=== Section Start ===

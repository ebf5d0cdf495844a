use std::sync::{Arc, Mutex, MutexGuard, PoisonError};

use chrono::{DateTime, Utc};
use serde::{Deserialize, Serialize};

use crate::connections::{ConnectionRecord, ConnectionStatus};
use crate::identity::{LocalId, RemoteId};
use crate::reports::{Download, ReportTemplate};

/// Locks a coordinator mutex, recovering the data if a holder panicked.
pub(crate) fn lock<T>(mutex: &Mutex<T>) -> MutexGuard<'_, T> {
    mutex.lock().unwrap_or_else(PoisonError::into_inner)
}

#[derive(Debug, Clone, Default, PartialEq, Eq, Serialize, Deserialize)]
pub struct LastUsed {
    #[serde(default)]
    pub connection: Option<LocalId>,
    #[serde(default)]
    pub template: Option<String>,
}

/// The persisted part of the store; also the cache blob layout.
#[derive(Debug, Clone, Default, PartialEq, Eq, Serialize, Deserialize)]
#[serde(rename_all = "camelCase")]
pub struct StoreSnapshot {
    #[serde(default)]
    pub connections: Vec<ConnectionRecord>,
    #[serde(default)]
    pub templates: Vec<ReportTemplate>,
    #[serde(default)]
    pub last_used: LastUsed,
}

impl StoreSnapshot {
    /// Dedupes by id (first occurrence wins), normalizes each record and drops
    /// dangling last-used pointers.
    pub fn normalize(&mut self) {
        let mut seen = std::collections::HashSet::new();
        self.connections
            .retain(|record| seen.insert(record.identity.local.clone()));
        for record in &mut self.connections {
            record.normalize();
        }

        let mut seen = std::collections::HashSet::new();
        self.templates.retain(|template| seen.insert(template.id.clone()));

        if let Some(connection) = &self.last_used.connection {
            if !self
                .connections
                .iter()
                .any(|record| &record.identity.local == connection)
            {
                self.last_used.connection = None;
            }
        }
        if let Some(template) = &self.last_used.template {
            if !self.templates.iter().any(|known| &known.id == template) {
                self.last_used.template = None;
            }
        }
    }

    #[must_use]
    pub fn normalized(mut self) -> Self {
        self.normalize();
        self
    }
}

#[derive(Debug, Clone, PartialEq)]
pub enum StoreAction {
    UpsertConnection(ConnectionRecord),
    RemoveConnections(Vec<LocalId>),
    /// Replaces the whole list; used to roll back optimistic removals.
    RestoreConnections(Vec<ConnectionRecord>),
    BackfillRemoteId {
        local: LocalId,
        remote: RemoteId,
    },
    RecordHealth {
        local: LocalId,
        status: ConnectionStatus,
        latency_ms: Option<u64>,
        at: Option<DateTime<Utc>>,
    },
    SelectConnection(Option<LocalId>),
    ReplaceTemplates(Vec<ReportTemplate>),
    RemoveTemplate(String),
    RestoreTemplates(Vec<ReportTemplate>),
    SelectTemplate(Option<String>),
    RecordDownload(Download),
}

impl StoreAction {
    fn touches_persisted_state(&self) -> bool {
        !matches!(self, Self::RecordDownload(_))
    }
}

/// Receives the full snapshot after every persisted-state change.
pub trait StoreSubscriber: Send {
    fn on_change(&mut self, snapshot: &StoreSnapshot);
}

pub struct AppStore {
    state: StoreSnapshot,
    downloads: Vec<Download>,
    subscribers: Vec<Box<dyn StoreSubscriber>>,
}

impl std::fmt::Debug for AppStore {
    fn fmt(&self, f: &mut std::fmt::Formatter<'_>) -> std::fmt::Result {
        f.debug_struct("AppStore")
            .field("state", &self.state)
            .field("downloads", &self.downloads)
            .field("subscribers", &self.subscribers.len())
            .finish()
    }
}

impl AppStore {
    #[must_use]
    pub fn new(initial: StoreSnapshot) -> Self {
        Self {
            state: initial.normalized(),
            downloads: Vec::new(),
            subscribers: Vec::new(),
        }
    }

    pub fn subscribe(&mut self, subscriber: Box<dyn StoreSubscriber>) {
        self.subscribers.push(subscriber);
    }

    #[must_use]
    pub fn snapshot(&self) -> &StoreSnapshot {
        &self.state
    }

    #[must_use]
    pub fn connections(&self) -> &[ConnectionRecord] {
        &self.state.connections
    }

    #[must_use]
    pub fn connection(&self, local: &LocalId) -> Option<&ConnectionRecord> {
        self.state
            .connections
            .iter()
            .find(|record| &record.identity.local == local)
    }

    #[must_use]
    pub fn selected_connection(&self) -> Option<&ConnectionRecord> {
        self.state
            .last_used
            .connection
            .as_ref()
            .and_then(|local| self.connection(local))
    }

    #[must_use]
    pub fn templates(&self) -> &[ReportTemplate] {
        &self.state.templates
    }

    #[must_use]
    pub fn selected_template(&self) -> Option<&ReportTemplate> {
        let selected = self.state.last_used.template.as_ref()?;
        self.state
            .templates
            .iter()
            .find(|template| &template.id == selected)
    }

    #[must_use]
    pub fn downloads(&self) -> &[Download] {
        &self.downloads
    }

    /// Applies the action and notifies subscribers if persisted state
    /// changed. Returns whether anything changed.
    pub fn dispatch(&mut self, action: StoreAction) -> bool {
        let persists = action.touches_persisted_state();
        let changed = self.reduce(action);
        if changed && persists {
            for subscriber in &mut self.subscribers {
                subscriber.on_change(&self.state);
            }
        }
        changed
    }

    fn reduce(&mut self, action: StoreAction) -> bool {
        let state = &mut self.state;
        match action {
            StoreAction::UpsertConnection(mut record) => {
                record.normalize();
                if let Some(existing) = state
                    .connections
                    .iter_mut()
                    .find(|existing| existing.identity.local == record.identity.local)
                {
                    if *existing == record {
                        return false;
                    }
                    *existing = record;
                } else {
                    state.connections.push(record);
                }
                true
            }
            StoreAction::RemoveConnections(ids) => {
                let before = state.connections.len();
                state
                    .connections
                    .retain(|record| !ids.contains(&record.identity.local));
                if state
                    .last_used
                    .connection
                    .as_ref()
                    .is_some_and(|selected| ids.contains(selected))
                {
                    state.last_used.connection = None;
                }
                state.connections.len() != before
            }
            StoreAction::RestoreConnections(records) => {
                if state.connections == records {
                    return false;
                }
                state.connections = records;
                true
            }
            StoreAction::BackfillRemoteId { local, remote } => state
                .connections
                .iter_mut()
                .find(|record| record.identity.local == local)
                .is_some_and(|record| record.identity.backfill(remote)),
            StoreAction::RecordHealth {
                local,
                status,
                latency_ms,
                at,
            } => {
                let Some(record) = state
                    .connections
                    .iter_mut()
                    .find(|record| record.identity.local == local)
                else {
                    return false;
                };
                record.status = status;
                if latency_ms.is_some() {
                    record.last_latency_ms = latency_ms;
                }
                if at.is_some() {
                    record.last_connected = at;
                }
                true
            }
            StoreAction::SelectConnection(local) => {
                if local.as_ref().is_some_and(|id| {
                    !state
                        .connections
                        .iter()
                        .any(|record| &record.identity.local == id)
                }) {
                    return false;
                }
                if state.last_used.connection == local {
                    return false;
                }
                state.last_used.connection = local;
                true
            }
            StoreAction::ReplaceTemplates(templates) => {
                if state.templates == templates {
                    return false;
                }
                state.templates = templates;
                if let Some(selected) = &state.last_used.template {
                    if !state.templates.iter().any(|template| &template.id == selected) {
                        state.last_used.template = None;
                    }
                }
                true
            }
            StoreAction::RemoveTemplate(id) => {
                let before = state.templates.len();
                state.templates.retain(|template| template.id != id);
                if state.last_used.template.as_deref() == Some(id.as_str()) {
                    state.last_used.template = None;
                }
                state.templates.len() != before
            }
            StoreAction::RestoreTemplates(templates) => {
                if state.templates == templates {
                    return false;
                }
                state.templates = templates;
                true
            }
            StoreAction::SelectTemplate(id) => {
                if state.last_used.template == id {
                    return false;
                }
                state.last_used.template = id;
                true
            }
            StoreAction::RecordDownload(download) => {
                self.downloads.push(download);
                true
            }
        }
    }
}

/// Cloneable handle to the one store every coordinator shares.
#[derive(Debug, Clone)]
pub struct SharedStore {
    inner: Arc<Mutex<AppStore>>,
}

impl SharedStore {
    #[must_use]
    pub fn new(store: AppStore) -> Self {
        Self {
            inner: Arc::new(Mutex::new(store)),
        }
    }

    pub fn dispatch(&self, action: StoreAction) -> bool {
        lock(&self.inner).dispatch(action)
    }

    pub fn read<R>(&self, reader: impl FnOnce(&AppStore) -> R) -> R {
        reader(&lock(&self.inner))
    }

    #[must_use]
    pub fn snapshot(&self) -> StoreSnapshot {
        self.read(|store| store.snapshot().clone())
    }

    pub fn subscribe(&self, subscriber: Box<dyn StoreSubscriber>) {
        lock(&self.inner).subscribe(subscriber);
    }
}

=== Section End ===

**WHAT TO WORK ON**
Lines in the listing that include the word "existing": how many are there? Give the number alone.

**WORKED SOLUTION**
4